Saturday, May 9, 2009

Boening, Meehan, plagiarism

Plagiarism in the news: the Tuscaloosa News has available for download the University of Alabama dissertations of Carl Boening and William Meehan. Meehan's abstract includes this acknowledgement:

Using a case study and content analysis design, this study replicated at a regional comprehensive institution a study of sabbatical leave patterns that had first been conducted at The University of Alabama in 1996 by Carl Boening.
The phrasing — "a study . . . that had first been conducted" — is odd. It suggests not that Meehan is doing the same kind of thing but that he and Boening are doing the same thing, with Boening having gone first.

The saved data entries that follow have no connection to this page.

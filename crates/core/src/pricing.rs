//! Shipping, tax, and grand-total computation.
//!
//! Rates are deliberately simple: one flat rate table keyed by destination
//! and method, one free-shipping threshold, and a single flat tax rate for
//! Canadian orders. There is no per-region tax schedule and no currency
//! conversion.

use serde::{Deserialize, Serialize};
use thiserror::Error;

use crate::cart::Cart;
use crate::types::Price;

/// Merchandise totals at or above this amount ship free.
pub const FREE_SHIPPING_THRESHOLD: u32 = 500;

/// Flat tax percentage applied to Canadian orders.
pub const CA_TAX_PERCENT: u32 = 5;

/// Errors parsing a shipping selection supplied by the presentation layer.
///
/// The rate table itself is total over the enums, so once a destination and
/// method have parsed there is no unrecognized combination left to hit.
#[derive(Debug, Clone, PartialEq, Eq, Error)]
pub enum PricingError {
    #[error("unknown shipping destination: {0}")]
    UnknownDestination(String),
    #[error("unknown shipping method: {0}")]
    UnknownMethod(String),
}

/// Shipping destination zones.
#[derive(Debug, Clone, Copy, PartialEq, Eq, Hash, Serialize, Deserialize)]
#[serde(rename_all = "UPPERCASE")]
pub enum Destination {
    Ca,
    Us,
    Intl,
}

impl std::str::FromStr for Destination {
    type Err = PricingError;

    fn from_str(s: &str) -> Result<Self, Self::Err> {
        // "INT" is the legacy select value for international orders.
        if s.eq_ignore_ascii_case("CA") {
            Ok(Self::Ca)
        } else if s.eq_ignore_ascii_case("US") {
            Ok(Self::Us)
        } else if s.eq_ignore_ascii_case("INTL") || s.eq_ignore_ascii_case("INT") {
            Ok(Self::Intl)
        } else {
            Err(PricingError::UnknownDestination(s.to_owned()))
        }
    }
}

/// Shipping methods.
#[derive(Debug, Clone, Copy, PartialEq, Eq, Hash, Serialize, Deserialize)]
pub enum ShippingMethod {
    Standard,
    Express,
    Priority,
}

impl std::str::FromStr for ShippingMethod {
    type Err = PricingError;

    fn from_str(s: &str) -> Result<Self, Self::Err> {
        if s.eq_ignore_ascii_case("Standard") {
            Ok(Self::Standard)
        } else if s.eq_ignore_ascii_case("Express") {
            Ok(Self::Express)
        } else if s.eq_ignore_ascii_case("Priority") {
            Ok(Self::Priority)
        } else {
            Err(PricingError::UnknownMethod(s.to_owned()))
        }
    }
}

/// A validated destination and method pair.
#[derive(Debug, Clone, Copy, PartialEq, Eq, Serialize, Deserialize)]
pub struct ShippingSelection {
    pub destination: Destination,
    pub method: ShippingMethod,
}

impl ShippingSelection {
    #[must_use]
    pub const fn new(destination: Destination, method: ShippingMethod) -> Self {
        Self {
            destination,
            method,
        }
    }

    /// Parse the raw values of the destination and method selects.
    ///
    /// # Errors
    ///
    /// Returns a [`PricingError`] naming the first unrecognized value.
    pub fn parse(destination: &str, method: &str) -> Result<Self, PricingError> {
        Ok(Self {
            destination: destination.parse()?,
            method: method.parse()?,
        })
    }
}

/// Totals for the cart summary and checkout.
#[derive(Debug, Clone, Copy, PartialEq, Eq, Serialize, Deserialize)]
pub struct PricingResult {
    pub merchandise_total: Price,
    pub shipping_cost: Price,
    pub tax: Price,
    /// Always `merchandise_total + shipping_cost + tax`.
    pub grand_total: Price,
}

/// Shipping cost for a merchandise total.
///
/// Free when the cart is empty (nothing to ship) or the total meets the
/// free-shipping threshold; otherwise the flat rate for the destination and
/// method.
#[must_use]
pub fn compute_shipping(
    merchandise_total: Price,
    destination: Destination,
    method: ShippingMethod,
) -> Price {
    if merchandise_total.is_zero()
        || merchandise_total >= Price::from_major(FREE_SHIPPING_THRESHOLD)
    {
        return Price::zero();
    }

    let rate = match (destination, method) {
        (Destination::Ca, ShippingMethod::Standard) => 10,
        (Destination::Ca, ShippingMethod::Express) => 25,
        (Destination::Ca, ShippingMethod::Priority) => 35,
        (Destination::Us, ShippingMethod::Standard) => 15,
        (Destination::Us, ShippingMethod::Express) => 25,
        (Destination::Us, ShippingMethod::Priority) => 50,
        (Destination::Intl, ShippingMethod::Standard) => 20,
        (Destination::Intl, ShippingMethod::Express) => 30,
        (Destination::Intl, ShippingMethod::Priority) => 50,
    };
    Price::from_major(rate)
}

/// Tax for a merchandise total: a flat percentage for Canadian orders, zero
/// elsewhere.
#[must_use]
pub fn compute_tax(merchandise_total: Price, destination: Destination) -> Price {
    match destination {
        Destination::Ca => merchandise_total.percent(CA_TAX_PERCENT),
        Destination::Us | Destination::Intl => Price::zero(),
    }
}

/// Full cart totals for the given shipping selection.
#[must_use]
pub fn compute_totals(cart: &Cart, selection: &ShippingSelection) -> PricingResult {
    let merchandise_total = cart.merchandise_total();
    let shipping_cost =
        compute_shipping(merchandise_total, selection.destination, selection.method);
    let tax = compute_tax(merchandise_total, selection.destination);

    PricingResult {
        merchandise_total,
        shipping_cost,
        tax,
        grand_total: merchandise_total + shipping_cost + tax,
    }
}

A glance at the almost identical tables of contents of the two dissertations makes clear that Meehan is indeed replicating. A couple of samples from Chapters Five:

Boening:
The current chapter was designed to provide a summary of the study and to explore the conclusions and recommendations for further study and practice that may be drawn from the analysis of the data. The chapter is divided into five sections: Summary of the Study, Conclusions, Recommendations for Further Study, Recommendations for Practice, and Chapter Summary.
Meehan:
The current chapter was designed to provide a summary of the study and to offer conclusions and recommendations for further study. The chapter is divided into five sections: Summary of the Study, Conclusions, Discussion, Recommendations, and Chapter Summary.
Boening:
Six research questions were presented in the study for analysis:

Research Question 1:

What were the sabbatical approval patterns, by discipline, at the University of Alabama . . . ?

Research Question 2:

What was the typical requested length of sabbatical period?
Meehan:
Seven research questions were presented in the study for analysis:

Research Question 1: What were the sabbatical leave patterns, by discipline, at Jacksonville State University . . . ?

Research Question 2: What was the typical requested length of sabbatical period?
And so on.

And so on.

These samples make clear that Meehan is not doing the same kind of thing; he is borrowing without attribution the content of Boening's dissertation, with Jacksonville State's sabbatical data replacing data from the University of Alabama.

Is it possible to plagiarize even after acknowledging a source? Yes. Is it possible to plagiarize bland, everyday prose? Yes. Is it possible that a committee saw nothing wrong with replicating a dissertation, even down to its sentences? Yes, in which case Meehan's dissertation, like that of Southern Illinois president Glenn Poshard, raises questions about the standards of scholarship in education programs. But by any standard of academic integrity, William Meehan's dissertation involves plagiarism.

More:

Yes, its [sic] plagiarism (Tuscaloosa News)
Carl Boening dissertation (PDF download, 3.8 MB)
William Meehan dissertation (PDF download, 3.5 MB)

comments: 2

Geo-B said...

It is a revelation to compare Menard's Don Quixote with Cervantes'. The latter, for example, wrote...:

...truth, whose mother is history, rival of time, depository of deeds, witness of the past, exemplar and advisor to the present, and the future's counselor.

Written in the seventeenth century, written by the "lay genius" Cervantes, this enumeration is a mere rhetorical praise of history. Menard, on the other hand, writes:

...truth, whose mother is history, rival of time, depository of deeds, witness of the past, exemplar and advosor to the present, and the future's counselor.

History, the mother of truth: the idea is astounding. Menard, a contemporary of William James, does not define history as an inquiry into reality but as its origin. Historical truth, for him, is not what has happened; it is what we have judge to have happened. The final phrases-exemplar and advisor to the present, and the future's counselor--are brazenly pragmatic.
The contrast in style is also vivid. the archaic style of Menard--quite foreign, after all--suffers from a certain affectation. Not so that of his forerunner, who handles with ease the current Spanish of his time.

Jorge Luis Borges, "Pierre Menard, Author of the Quixote"

Michael Leddy said...

For anyone who doesn't recognize the context: Borges' story concerns an imaginary writer who immerses himself in Cervantes' world in an attempt to recreate Don Quixote, word for word.